Los dos mercenarios rumanos seguían sujetando a Nash por los brazos, como si fuera volver a la vida de golpe y saltar por la ventana.

—Vuelvan a la embarcación y esperen —les ordenó Boone—. Aquí ya no son necesarios.

—Sí, señor. —Able se ajustó la cortaba y salió junto con su compañero.

—¿Cuándo llamará a la policía? —preguntó Michael.

—Dentro de cinco o diez minutos.

—¿Y cuánto tardarán en llegar a la isla?

—Un par de horas. No quedará ni rastro del veneno.

—Túmbelo en el suelo y desgárrele la camisa —ordenó Michael—. Que parezca que intentamos salvarlo.

—Sí, señor.

—Creo que me apetece un trago de whisky —dijo la señorita Brewster. Ella y Michael se levantaron y caminaron hasta la puerta lateral que conducía a la biblioteca—. Ah, señor Boone, una cosa más...

—Usted dirá, señora.

—Necesitamos mayor nivel de eficiencia en nuestras misiones. El general Nash no lo entendió. Espero que usted sí.

—Lo entiendo —repuso Boone.

Cuando se quedó a solas con el cadáver, apartó la silla, empujó el cuerpo hacia un lado, y este cayó al suelo con un golpe sordo. Se puso de rodillas y abrió de un tirón la camisa azul del general. Un botón de nácar salió volando.

Primero llamaría a la policía y luego se lavaría las manos. Quería agua caliente, jabón fuerte y toallas de papel. Se acercó a la ventana y contempló la bahía de San Lorenzo, más allá de los árboles. La tormenta y las nubes teñían el agua de un color gris oscuro. Las olas agitaban la superficie del río que corría hacia el mar.

Capítulo 42

Maya atravesó una oscuridad tan absoluta que tuvo la impresión de que su cuerpo desaparecía. El tiempo siguió fluyendo, pero ella carecía de un punto de referencia y no tenía manera de calcular si aquel instante duraba solo unos segundos o varios años. Ella existía como una chispa de conciencia, una sucesión de pensamientos unidos por el deseo de encontrar a Gabriel.

Abrió la boca y se le llenó de agua. No tenía idea de dónde se encontraba, pero se hallaba rodeada de agua y no parecía haber un camino hacia la superficie. Agitó los brazos y las piernas desesperadamente al tiempo que intentaba controlar el pánico. Mientras su cuerpo reclamaba oxígeno, dejó que el aire de sus pulmones la llevara hacia arriba. Cuando estuvo segura de que ascendía, nadó con todas sus fuerzas hasta que emergió entre las olas. Tomó una bocanada de aire y flotó de espaldas mientras contemplaba un cielo de un color gris amarillento. El agua que la rodeaba era negra, estaba salpicada de manchas de espuma y olía al ácido de las baterías. La piel y los ojos empezaron a picarle. Vio que se hallaba en medio de un río y que la corriente la empujaba hacia un lado. Estiró el cuello todo lo que pudo y distinguió la orilla. En la distancia se divisaban edificios y puntos de luz anaranjados que parecían llamas.
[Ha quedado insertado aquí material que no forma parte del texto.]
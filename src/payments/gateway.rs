// Payment gateway adapter
//
// Builds the outbound checkout parameter set the client forwards to the
// gateway. The parameters are signed with the CheckMacValue derivation in
// `signature`; the gateway later confirms the result asynchronously on the
// webhook endpoint.

use chrono::Utc;
use serde::Serialize;
use std::collections::BTreeMap;
use utoipa::ToSchema;

use crate::bookings::Booking;
use crate::payments::{signature, trade_number};

/// Gateway credentials and endpoints, loaded from the environment.
/// Defaults are the gateway's public sandbox values.
#[derive(Debug, Clone)]
pub struct GatewayConfig {
    pub merchant_id: String,
    pub hash_key: String,
    pub hash_iv: String,
    /// Where the client submits the signed checkout form
    pub checkout_url: String,
    /// Server-to-server webhook target the gateway calls back
    pub return_url: String,
    /// Where the gateway sends the guest's browser afterwards
    pub client_back_url: String,
}

impl GatewayConfig {
    /// Load gateway settings from the environment, falling back to the
    /// sandbox credentials
    pub fn from_env() -> Self {
        Self {
            merchant_id: std::env::var("GATEWAY_MERCHANT_ID")
                .unwrap_or_else(|_| "2000132".to_string()),
            hash_key: std::env::var("GATEWAY_HASH_KEY")
                .unwrap_or_else(|_| "5294y06JbISpM5x9".to_string()),
            hash_iv: std::env::var("GATEWAY_HASH_IV")
                .unwrap_or_else(|_| "v77hoKGq4kWxNNIS".to_string()),
            checkout_url: std::env::var("GATEWAY_CHECKOUT_URL").unwrap_or_else(|_| {
                "https://payment-stage.ecpay.com.tw/Cashier/AioCheckOut/V5".to_string()
            }),
            return_url: std::env::var("GATEWAY_RETURN_URL")
                .unwrap_or_else(|_| "http://localhost:8080/api/payments/webhook".to_string()),
            client_back_url: std::env::var("GATEWAY_CLIENT_BACK_URL")
                .unwrap_or_else(|_| "http://localhost:8080/".to_string()),
        }
    }
}

/// A gateway-ready checkout form: submission URL plus the signed fields
#[derive(Debug, Clone, Serialize, ToSchema)]
pub struct CheckoutParams {
    pub action_url: String,
    pub fields: BTreeMap<String, String>,
}

/// Adapter building signed checkout requests for one configured gateway
#[derive(Clone)]
pub struct PaymentGateway {
    config: GatewayConfig,
}

impl PaymentGateway {
    /// Create a new PaymentGateway
    pub fn new(config: GatewayConfig) -> Self {
        Self { config }
    }

    pub fn config(&self) -> &GatewayConfig {
        &self.config
    }

    /// Build the signed checkout parameter set for a booking.
    ///
    /// The CheckMacValue covers every field except ReturnURL and the
    /// signature field itself; the webhook callback does not echo
    /// ReturnURL, so verification stays symmetric.
    pub fn checkout_params(&self, booking: &Booking, item_name: &str) -> CheckoutParams {
        let now = Utc::now();
        let trade_no = trade_number::encode(booking.id, now.timestamp_millis());

        let mut signed = BTreeMap::new();
        signed.insert("MerchantID".to_string(), self.config.merchant_id.clone());
        signed.insert("MerchantTradeNo".to_string(), trade_no);
        signed.insert(
            "MerchantTradeDate".to_string(),
            now.format("%Y/%m/%d %H:%M:%S").to_string(),
        );
        signed.insert("PaymentType".to_string(), "aio".to_string());
        signed.insert(
            "TotalAmount".to_string(),
            booking.total_price.round().to_string(),
        );
        signed.insert("TradeDesc".to_string(), "Room reservation".to_string());
        signed.insert("ItemName".to_string(), item_name.to_string());
        signed.insert("ChoosePayment".to_string(), "ALL".to_string());
        signed.insert("EncryptType".to_string(), "1".to_string());
        signed.insert(
            "ClientBackURL".to_string(),
            self.config.client_back_url.clone(),
        );

        let check_mac = signature::generate(&signed, &self.config.hash_key, &self.config.hash_iv);

        let mut fields = signed;
        fields.insert("ReturnURL".to_string(), self.config.return_url.clone());
        fields.insert(signature::CHECK_MAC_FIELD.to_string(), check_mac);

        CheckoutParams {
            action_url: self.config.checkout_url.clone(),
            fields,
        }
    }
}
use axum::{
    http::StatusCode,
    response::{IntoResponse, Response},
    Json,
};
use chrono::NaiveDate;
use serde_json::json;

/// Error types for inventory ledger operations
#[derive(Debug, thiserror::Error)]
pub enum InventoryError {
    #[error("Database error: {0}")]
    DatabaseError(String),

    #[error("No inventory on sale for room {room_id} on {day}")]
    RecordNotFound { room_id: i32, day: NaiveDate },

    #[error("Insufficient stock for room {room_id} on {day}")]
    InsufficientStock { room_id: i32, day: NaiveDate },
}

impl From<sqlx::Error> for InventoryError {
    fn from(err: sqlx::Error) -> Self {
        InventoryError::DatabaseError(err.to_string())
    }
}

impl IntoResponse for InventoryError {
    fn into_response(self) -> Response {
        let (status, error_message) = match &self {
            InventoryError::DatabaseError(msg) => (StatusCode::INTERNAL_SERVER_ERROR, msg.clone()),
            InventoryError::RecordNotFound { .. } => (StatusCode::NOT_FOUND, self.to_string()),
            InventoryError::InsufficientStock { .. } => (StatusCode::CONFLICT, self.to_string()),
        };

        let body = Json(json!({
            "error": error_message,
        }));

        (status, body).into_response()
    }
}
Cerró los ojos y nadó hacia la orilla. La correa de la funda de la espada le colgaba del cuello. Se detuvo para asustársela y que no se moviera y se dio cuenta de que estaba más lejos que antes de la orilla. La corriente era demasiado fuerte. Maya giraba como una barca a la deriva. Miró hacia donde se dirigía la corriente y vio a lo lejos un puente derruido. En lugar de luchar contra los elementos nadó hacia los arcos de piedra que emergían del agua. Sus movimientos y la fuerza del río la empujaron rápidamente contra uno de los pilares de piedra. Se agarró a él y permaneció allí un instante; luego, nadó hasta el siguiente. En aquel punto la corriente era menos fuerte, había poca profundidad y pudo caminar hasta la orilla. «No puedo quedarme aquí», se dijo, «estoy demasiado expuesta». Trepó hasta un bosquecillo de árboles muertos. Las hojas muertas crujieron bajo sus zapatos. Había varios árboles caídos, pero el resto se apoyaban unos en otros como silenciosos supervivientes.